Martin Chuzzlewit

Martin Chuzzlewit
Last Updated on September 25, 2021

Martin Chuzzlewit was Dickens’s sixth novel.  It was first published by Chapman & Hall in installments that began in January of 1843 and ran through July of 1844.

Martin Chuzzlewit – Dickens’s Life At The Time

In January of 1842 Dickens and his wife, Catherine, sailed for America.  They returned to England in July of that year.

American Notes was published in October of 1842.

Late in 1842 or early in 1843 Dickens began work on Martin Chuzzlewit.  The first installment was printed in January of 1843.

Dickens began work on A Christmas Carol in October of 1843It was published during the holiday season of that year.

On January 15, 1844 Francis Jeffery (Frank) Dickens, the third son of Charles Dickens, was born.

In July of 1844 the final installment of Martin Chuzzlewit was printed.

In 1867 Dickens returned to the United States for an extensive reading tour.

Themes in Martin Chuzzlewit

Martin Chuzzlewit - Mr. Pecksniff and his Daughters

The overriding theme of Martin Chuzzlewit is selfishness, selfishness of all types.

The elder Martin Chuzzlewit is a very rich man.  When he appears to be near death the worst comes out in those around him.  Pecksniff tries to scheme his way to the Chuzzlewit fortune.  The vulture-like Chuzzlewits and Spottletoes sweep in to wait for the old man’s death.  All of them hoping for an inheritance.

However there are other types of selfishness.  Young Martin Chuzzlewit is arrogant and oblivious to the feelings of others.  He takes Tom Pinch and Mark Tapley for granted.

Martin Chuzzlewit and Mark Tapley

Later in the novel, continued exposure to Mark Tapley and a change of fortune in America bring out the better side of young Martin’s character.

At the end of the novel the elder Chuzzlewit states:

“The curse of our house,” said the old man, looking kindly down upon her, “has been the love of self; has ever been the love of self.  How often have I said so, when I never knew that I had wrought it upon others.”

America

Boz - The pen name of Charles Dickens

photo of Dickens in New York in 1867 or 1868

Martin Chuzzlewit was written after Dickens traveled to America in 1842.  The United States left quite an impression on Dickens, a very unfavorable impression.

Dickens was horrified by slavery, appalled by the common use of spitting tobacco and indignant about his treatment by the press.  Like any good author, he used his life experience in his work.  His dissatisfaction with America came out in American Notes and later in Martin Chuzzlewit.

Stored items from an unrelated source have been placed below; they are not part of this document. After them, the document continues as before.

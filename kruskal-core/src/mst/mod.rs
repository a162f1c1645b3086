//! Minimum spanning tree (MST) construction with Kruskal's algorithm.
//!
//! Edges are ordered by weight with a stable sort, then accepted greedily
//! whenever they join two different components of a [`UnionFind`]. The scan
//! stops as soon as `n - 1` edges are accepted. A disconnected input simply
//! runs out of edges first and yields a minimum spanning forest.

use tracing::{debug, instrument, warn};

use crate::{MstError, UnionFind, Weight};

/// An undirected weighted edge `(weight, a, b)`.
///
/// Endpoints are kept exactly as supplied; `(w, u, v)` and `(w, v, u)`
/// describe the same edge for MST purposes.
#[derive(Clone, Copy, Debug, PartialEq, Eq, Hash)]
pub struct Edge<W> {
    weight: W,
    source: usize,
    target: usize,
}

impl<W> Edge<W> {
    /// Creates an edge between `source` and `target` with `weight`.
    #[must_use]
    pub const fn new(weight: W, source: usize, target: usize) -> Self {
        Self {
            weight,
            source,
            target,
        }
    }

    /// Returns the first endpoint as supplied.
    #[must_use]
    #[rustfmt::skip]
    pub const fn source(&self) -> usize { self.source }

    /// Returns the second endpoint as supplied.
    #[must_use]
    #[rustfmt::skip]
    pub const fn target(&self) -> usize { self.target }

    /// Returns `true` when both endpoints are the same vertex.
    #[must_use]
    pub const fn is_self_loop(&self) -> bool {
        self.source == self.target
    }
}

impl<W: Copy> Edge<W> {
    /// Returns the edge weight.
    #[must_use]
    #[rustfmt::skip]
    pub fn weight(&self) -> W { self.weight }
}

impl<W> From<(W, usize, usize)> for Edge<W> {
    fn from((weight, source, target): (W, usize, usize)) -> Self {
        Self::new(weight, source, target)
    }
}

impl<W> From<Edge<W>> for (W, usize, usize) {
    fn from(edge: Edge<W>) -> Self {
        (edge.weight, edge.source, edge.target)
    }
}

/// The output of a minimum spanning forest computation.
///
/// When the input graph is connected, the forest is a minimum spanning tree.
#[derive(Clone, Debug, PartialEq)]
pub struct MinimumSpanningForest<W> {
    edges: Vec<Edge<W>>,
    total_weight: W,
    node_count: usize,
    component_count: usize,
    edges_examined: usize,
}

impl<W: Weight> MinimumSpanningForest<W> {
    fn empty(node_count: usize) -> Self {
        Self {
            edges: Vec::new(),
            total_weight: W::zero(),
            node_count,
            component_count: node_count,
            edges_examined: 0,
        }
    }

    /// Returns the accepted edges in acceptance order (non-decreasing weight).
    #[must_use]
    #[rustfmt::skip]
    pub fn edges(&self) -> &[Edge<W>] { &self.edges }

    /// Returns the sum of the accepted edge weights.
    #[must_use]
    #[rustfmt::skip]
    pub fn total_weight(&self) -> W { self.total_weight }

    /// Returns the vertex count the forest was computed for.
    #[must_use]
    #[rustfmt::skip]
    pub fn node_count(&self) -> usize { self.node_count }

    /// Returns the number of connected components spanned by the forest.
    #[must_use]
    #[rustfmt::skip]
    pub fn component_count(&self) -> usize { self.component_count }

    /// Returns how many sorted edges were inspected before the scan stopped.
    #[must_use]
    #[rustfmt::skip]
    pub fn edges_examined(&self) -> usize { self.edges_examined }

    /// Returns `true` when the forest is a single spanning tree.
    ///
    /// Graphs with zero or one vertex are trivially spanned.
    #[must_use]
    pub fn is_spanning_tree(&self) -> bool {
        self.component_count <= 1
    }

    /// Splits the forest into its accepted edges and total weight.
    #[must_use]
    pub fn into_parts(self) -> (Vec<Edge<W>>, W) {
        (self.edges, self.total_weight)
    }
}

/// Computes a minimum spanning forest with Kruskal's algorithm.
///
/// The caller's slice is left untouched; a list of references is sorted
/// instead. Equal weights, including `-0.0` and `0.0`, keep their input
/// order. For `node_count <= 1` the result is empty whatever `edges`
/// contains.
///
/// # Errors
///
/// Returns an error when:
/// - an edge endpoint is `>= node_count`
/// - an edge weight is NaN or infinite
/// - the total weight of the accepted edges does not fit `W`
///
/// # Examples
/// ```
/// use kruskal_core::{Edge, kruskal_mst};
///
/// let edges = [Edge::new(3, 0, 2), Edge::new(1, 0, 1), Edge::new(2, 1, 2)];
/// let forest = kruskal_mst(3, &edges)?;
/// assert_eq!(forest.total_weight(), 3);
/// assert_eq!(forest.edges(), &[Edge::new(1, 0, 1), Edge::new(2, 1, 2)]);
/// assert!(forest.is_spanning_tree());
/// # Ok::<(), kruskal_core::MstError>(())
/// ```
#[instrument(level = "debug", skip(edges), fields(edge_count = edges.len()))]
pub fn kruskal_mst<W: Weight>(
    node_count: usize,
    edges: &[Edge<W>],
) -> Result<MinimumSpanningForest<W>, MstError> {
    if node_count <= 1 {
        return Ok(MinimumSpanningForest::empty(node_count));
    }

    validate_edges(node_count, edges)?;

    let mut order: Vec<(usize, &Edge<W>)> = edges.iter().enumerate().collect();
    order.sort_by(|(_, left), (_, right)| left.weight.weight_cmp(&right.weight));
    grow_forest(node_count, order)
}

/// Computes a minimum spanning forest, sorting `edges` in place.
///
/// Behaves like [`kruskal_mst`] but reorders the caller's slice by weight
/// (stably) instead of allocating a separate ordering. The slice is left
/// unsorted when `node_count <= 1` or validation fails.
///
/// # Errors
///
/// Same conditions as [`kruskal_mst`]. A [`MstError::WeightOverflow`] index
/// refers to the sorted slice.
#[instrument(level = "debug", skip(edges), fields(edge_count = edges.len()))]
pub fn kruskal_mst_in_place<W: Weight>(
    node_count: usize,
    edges: &mut [Edge<W>],
) -> Result<MinimumSpanningForest<W>, MstError> {
    if node_count <= 1 {
        return Ok(MinimumSpanningForest::empty(node_count));
    }

    validate_edges(node_count, edges)?;

    edges.sort_by(|left, right| left.weight.weight_cmp(&right.weight));
    grow_forest(node_count, edges.iter().enumerate())
}

fn validate_edges<W: Weight>(node_count: usize, edges: &[Edge<W>]) -> Result<(), MstError> {
    for (edge_index, edge) in edges.iter().enumerate() {
        if let Some(node) = [edge.source, edge.target]
            .into_iter()
            .find(|&node| node >= node_count)
        {
            return Err(rejected(MstError::InvalidEdgeEndpoint {
                edge_index,
                node,
                node_count,
            }));
        }
        if !edge.weight.is_valid() {
            return Err(rejected(MstError::InvalidWeight {
                edge_index,
                left: edge.source,
                right: edge.target,
            }));
        }
    }
    Ok(())
}

fn rejected(error: MstError) -> MstError {
    warn!(code = %error.code(), error = %error, "rejecting edge list");
    error
}

/// Scans `sorted` in order, keeping every edge that joins two components.
///
/// Each edge carries its index for error reporting. Requires
/// `node_count >= 2` and endpoints already validated.
fn grow_forest<'a, W: Weight + 'a>(
    node_count: usize,
    sorted: impl IntoIterator<Item = (usize, &'a Edge<W>)>,
) -> Result<MinimumSpanningForest<W>, MstError> {
    let tree_size = node_count - 1;
    let mut components = UnionFind::new(node_count);
    let mut accepted = Vec::with_capacity(tree_size);
    let mut total_weight = W::zero();
    let mut edges_examined = 0;

    for (edge_index, edge) in sorted {
        edges_examined += 1;
        if components.union(edge.source, edge.target) {
            total_weight = total_weight
                .checked_add(edge.weight)
                .ok_or_else(|| rejected(MstError::WeightOverflow { edge_index }))?;
            accepted.push(*edge);
            if accepted.len() == tree_size {
                break;
            }
        }
    }

    let forest = MinimumSpanningForest {
        edges: accepted,
        total_weight,
        node_count,
        component_count: components.set_count(),
        edges_examined,
    };
    debug!(
        accepted = forest.edges.len(),
        examined = forest.edges_examined,
        components = forest.component_count,
        total_weight = ?forest.total_weight,
        "minimum spanning forest complete"
    );
    record_metrics(&forest);
    Ok(forest)
}

#[cfg(feature = "metrics")]
fn record_metrics<W>(forest: &MinimumSpanningForest<W>) {
    let as_count = |value: usize| u64::try_from(value).unwrap_or(u64::MAX);
    metrics::counter!("kruskal_runs_total").increment(1);
    metrics::counter!("kruskal_edges_examined_total").increment(as_count(forest.edges_examined));
    metrics::counter!("kruskal_edges_accepted_total").increment(as_count(forest.edges.len()));
}

#[cfg(not(feature = "metrics"))]
const fn record_metrics<W>(_forest: &MinimumSpanningForest<W>) {}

As Washington may be called the head-quarters of tobacco-tinctured saliva, the time is come when I must confess, without any disguise, that the prevalence of those two odious practices of chewing and expectorating began about this time to be anything but agreeable, and soon became most offensive and sickening.  In all the public places of America, this filthy custom is recognised.  In the courts of law, the judge has his spittoon, the crier his, the witness his, and the prisoner his; while the jurymen and spectators are provided for, as so many men who in the course of nature must desire to spit incessantly. – American Notes

Schools may be erected, East, West, North, and South; pupils be taught, and masters reared, by scores upon scores of thousands; colleges may thrive, churches may be crammed, temperance may be diffused, and advancing knowledge in all other forms walk through the land with giant strides:  but while the newspaper press of America is in, or near, its present abject state, high moral improvement in that country is hopeless. – American Notes

 An American gentleman  . . . likewise stuck his hands deep into his pockets, and walked the deck with his nostrils dilated, as already inhaling the air of Freedom which carries death to all tyrants, and can never (under any circumstances worth mentioning) be breathed by slaves. – Martin Chuzzlewit

Dickens returned to America in 1867 for an extensive reading tour.  He found the conditions in America greatly improved from his first visit.

In a postscript added to later printings of Martin Chuzzlewit Dickens shared a portion of a speech that he gave in New York in April of 1868:

“How astounded I have been by the amazing changes I have seen around me on every side–changes moral, changes physical, changes in the amount of land subdued and peopled, changes in the rise of vast new cities, changes in the growth of older cities almost out of recognition, changes in the graces and amenities of life, changes in the Press, without whose advancement no advancement can take place anywhere.”